Fortune reported that the backlash began within hours of Anthropic’s public release of Claude Fable 5, its first Mythos-tier model. The company had previously described Mythos-class systems as too dangerous to release because of their stronger ability to find software vulnerabilities, Fortune reported.

Anthropic said before release that new safeguards in Claude Fable 5 gave it enough confidence to make the model available, according to Fortune. The release came a little more than a week after Anthropic confidentially filed IPO paperwork, Fortune reported.

Hidden limits drew criticism

The controversy centered on a passage in Claude Fable 5’s 319-page system card, which described safety rules for requests tied to frontier AI development. According to Fortune, the document said the model could limit the quality of its responses when it detected work such as building infrastructure used to train large language models.

Fortune reported that users could receive a weaker answer without being told the model had held back. The system card contrasted those limits with other areas, including cybersecurity and biology, where users are redirected to a less powerful model and shown a notice.

Anthropic’s system card said the frontier AI development restriction was “not visible to the user,” according to Fortune. The document also said Anthropic expected the rule to affect about 0.03% of traffic and argued that enforcing the restriction through safeguards would avoid accelerating actors willing to break its terms.

Critics said the hidden design undercut trust in the product. Nathan Lambert, an open-model researcher who most recently led work at AI2, wrote on X that having access to advanced models for his work pulled away “in an under the table fashion is appalling,” Fortune reported.

Dean Ball, a senior fellow at the Foundation for American Innovation and a former White House Office of Science and Technology Policy adviser, wrote that Anthropic’s “secret sabotage” policy strengthened arguments that AI safety concerns can be used to justify monopolistic conduct by labs, according to Fortune.
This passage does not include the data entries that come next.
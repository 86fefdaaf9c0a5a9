use crate::config::{Config, DEFAULT_CONFIG_FILE};
use crate::core::blockchain::LAST_KEY;
use crate::core::{Block, Blockchain, Transaction, UtxoSet};
use crate::crypto::hash::Hash256;
use crate::crypto::keys::{address_to_hash160, is_valid_address};
use crate::storage::{Database, KvStore, TREE_BLOCKS, TREE_CHAINSTATE};
use crate::wallet::Wallets;
use crate::{ChainError, Result};
use clap::{Parser, Subcommand};
use std::io::Write;
use std::path::PathBuf;
use std::sync::Arc;

#[derive(Parser, Debug)]
#[command(name = "tinychain")]
#[command(about = "A single-node proof-of-work UTXO ledger")]
#[command(version)]
pub struct Cli {
    #[command(subcommand)]
    pub command: Commands,

    #[arg(long, global = true, help = "Database path (overrides config)")]
    pub db: Option<PathBuf>,

    #[arg(long, global = true, help = "Configuration file path")]
    pub config: Option<PathBuf>,

    #[arg(long, global = true, help = "Enable debug logging")]
    pub debug: bool,
}

#[derive(Subcommand, Debug, PartialEq)]
pub enum Commands {
    /// Generate a new key pair and store it in the wallet file
    Createwallet,

    /// List every address held in the wallet file
    Listaddresses,

    /// Create a chain whose genesis reward pays ADDRESS
    Createchain {
        #[arg(long)]
        address: String,
    },

    /// Print every block from the tip back to genesis
    Printchain,

    /// Send AMOUNT from one wallet address to another and mine it
    Transfer {
        #[arg(long)]
        from: String,
        #[arg(long)]
        to: String,
        #[arg(long)]
        amount: u64,
    },

    /// Show the spendable balance of ADDRESS
    Balance {
        #[arg(long)]
        address: String,
    },

    /// Rebuild the UTXO index from the chain
    Reindexutxo,
}

pub fn run_cli() -> Result<()> {
    let cli = Cli::parse();

    // Initialize logging once
    let _ = if cli.debug {
        env_logger::Builder::from_env(env_logger::Env::default().default_filter_or("debug")).try_init()
    } else {
        env_logger::Builder::from_env(env_logger::Env::default().default_filter_or("info")).try_init()
    };

    let config_path = cli.config.clone().unwrap_or_else(|| PathBuf::from(DEFAULT_CONFIG_FILE));
    let mut config = Config::load(&config_path)?;
    if let Some(db) = cli.db {
        config.storage.db_path = db;
    }

    execute(&config, cli.command, &mut std::io::stdout())
}

/// Runs one command against the stores named by `config`, printing to `out`.
pub fn execute<W: Write>(config: &Config, command: Commands, out: &mut W) -> Result<()> {
    match command {
        Commands::Createwallet => {
            let address = create_wallet(config)?;
            writeln!(out, "Your new address: {}", address)?;
        }

        Commands::Listaddresses => {
            for address in Wallets::load(config.wallet_path())?.addresses() {
                writeln!(out, "{}", address)?;
            }
        }

        Commands::Createchain { address } => {
            let tip = create_chain(config, &address)?;
            writeln!(out, "Done! Genesis block {}", tip)?;
        }

        Commands::Printchain => print_chain(config, out)?,

        Commands::Transfer { from, to, amount } => {
            transfer(config, &from, &to, amount)?;
            writeln!(out, "Success!")?;
        }

        Commands::Balance { address } => {
            let balance = balance(config, &address)?;
            writeln!(out, "Balance of '{}': {}", address, balance)?;
        }

        Commands::Reindexutxo => {
            let count = reindex_utxo(config)?;
            writeln!(out, "Done! There are {} transactions in the UTXO set.", count)?;
        }
    }

    Ok(())
}

struct Stores {
    db: Database,
    blocks: Arc<dyn KvStore>,
    utxo: UtxoSet,
}

fn open_stores(config: &Config) -> Result<Stores> {
    let db = Database::open(&config.storage.db_path)?;
    let blocks: Arc<dyn KvStore> = Arc::new(db.tree(TREE_BLOCKS)?);
    let utxo = UtxoSet::new(Arc::new(db.tree(TREE_CHAINSTATE)?));

    Ok(Stores { db, blocks, utxo })
}

fn require_address(address: &str) -> Result<()> {
    if is_valid_address(address) {
        Ok(())
    } else {
        Err(ChainError::InvalidInput(format!("Invalid address: {}", address)))
    }
}

pub fn create_wallet(config: &Config) -> Result<String> {
    let mut wallets = Wallets::load(config.wallet_path())?;
    let address = wallets.create_wallet()?;
    wallets.save()?;
    Ok(address)
}

pub fn create_chain(config: &Config, address: &str) -> Result<Hash256> {
    let recipient = address_to_hash160(address)?;
    let stores = open_stores(config)?;

    if stores.blocks.get(LAST_KEY)?.is_some() {
        return Err(ChainError::InvalidInput("Blockchain already exists.".to_string()));
    }

    let reward = Transaction::new_reward(recipient, &config.consensus.genesis_memo, config.consensus.subsidy);
    let chain = Blockchain::open(stores.blocks.clone(), config.proof_of_work()?, Some(reward))?;
    stores.utxo.rebuild(&chain)?;
    stores.db.flush()?;

    Ok(chain.tip())
}

fn open_chain(config: &Config, stores: &Stores) -> Result<Blockchain> {
    Blockchain::open(stores.blocks.clone(), config.proof_of_work()?, None)
}

pub fn print_chain<W: Write>(config: &Config, out: &mut W) -> Result<()> {
    let stores = open_stores(config)?;
    let chain = open_chain(config, &stores)?;
    let pow = chain.proof_of_work();

    for block in chain.iter() {
        let block = block?;
        match &block.previous_hash {
            Some(_) => writeln!(out, "============ Block {} ============", block.hash)?,
            None => writeln!(out, "============ Genesis {} ============", block.hash)?,
        }
        writeln!(
            out,
            "Prev. block: {}",
            block.previous_hash.map(|h| h.to_hex()).unwrap_or_default()
        )?;
        writeln!(out, "Timestamp: {}", block.timestamp)?;
        writeln!(out, "Nonce: {}", block.nonce)?;
        writeln!(out, "PoW: {}", pow.validate(&block)?)?;
        for tx in &block.transactions {
            write!(out, "{}", tx)?;
        }
        writeln!(out)?;
    }

    Ok(())
}

/// Builds, mines and indexes a transfer. Returns the sealed block.
pub fn transfer(config: &Config, from: &str, to: &str, amount: u64) -> Result<Block> {
    require_address(from)?;
    require_address(to)?;

    let wallets = Wallets::load(config.wallet_path())?;
    let sender = wallets.get(from)?;

    let stores = open_stores(config)?;
    let mut chain = open_chain(config, &stores)?;

    let tx = Transaction::new_transfer(&sender, to, amount, &stores.utxo, &chain)?;
    let mut transactions = Vec::with_capacity(2);
    if config.consensus.reward_on_transfer {
        transactions.push(Transaction::new_reward(
            sender.public_key.hash160(),
            "",
            config.consensus.subsidy,
        ));
    }
    transactions.push(tx);

    let block = chain.append(transactions)?;
    stores.utxo.update(&block)?;
    stores.db.flush()?;

    Ok(block)
}

pub fn balance(config: &Config, address: &str) -> Result<u64> {
    let pubkey_hash = address_to_hash160(address)?;
    let stores = open_stores(config)?;
    // Refuse to report on a store that holds no chain
    open_chain(config, &stores)?;

    stores.utxo.find_balance(&pubkey_hash)
}

pub fn reindex_utxo(config: &Config) -> Result<usize> {
    let stores = open_stores(config)?;
    let chain = open_chain(config, &stores)?;
    let count = stores.utxo.rebuild(&chain)?;
    stores.db.flush()?;
    Ok(count)
}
Jeremy Howard, head of the nonprofit research group Fast AI, wrote that Anthropic was allowing itself to use its top model for frontier AI research while weakening access for others, Fortune reported. Behnam Neyshabur, a former Anthropic employee, also criticized concentration of those capabilities in posts on X, according to Fortune.

Anthropic says it made the wrong call

Anthropic later told Fortune it would revise Claude Fable 5’s safeguards for frontier LLM development so users can see when they apply. “We made the wrong tradeoff, and we apologize for not getting the balance right,” an Anthropic spokesperson told Fortune.

The spokesperson said building the safeguards is technically complex and that users may see more false positives while Anthropic refines classifiers for new threats, according to Fortune. The company said it is working to reduce those errors as quickly as possible.

Not all reactions focused on the restrictions. Ethan Mollick, a Wharton associate professor who studies AI, innovation and entrepreneurship, wrote that Claude Fable 5 outperformed other public models he had used by a wide margin, Fortune reported. Andrej Karpathy, a former OpenAI cofounder and Tesla AI director who joined Anthropic last month, called the release “super exciting” on X while saying the safeguards appeared “a little too trigger-happy for launch,” according to Fortune.

Dianne Na Penn, Anthropic’s head of product management, research and labs, told Fortune before the release that Claude Fable 5 delivered frontier performance 10 to 20 points above Anthropic’s previous model, Opus 4.8, or other frontier models. She said Anthropic wanted to raise model intelligence while keeping guardrails in place and acknowledged that some benign requests would be blocked at first, Fortune reported.

This story draws on original reporting from Fortune.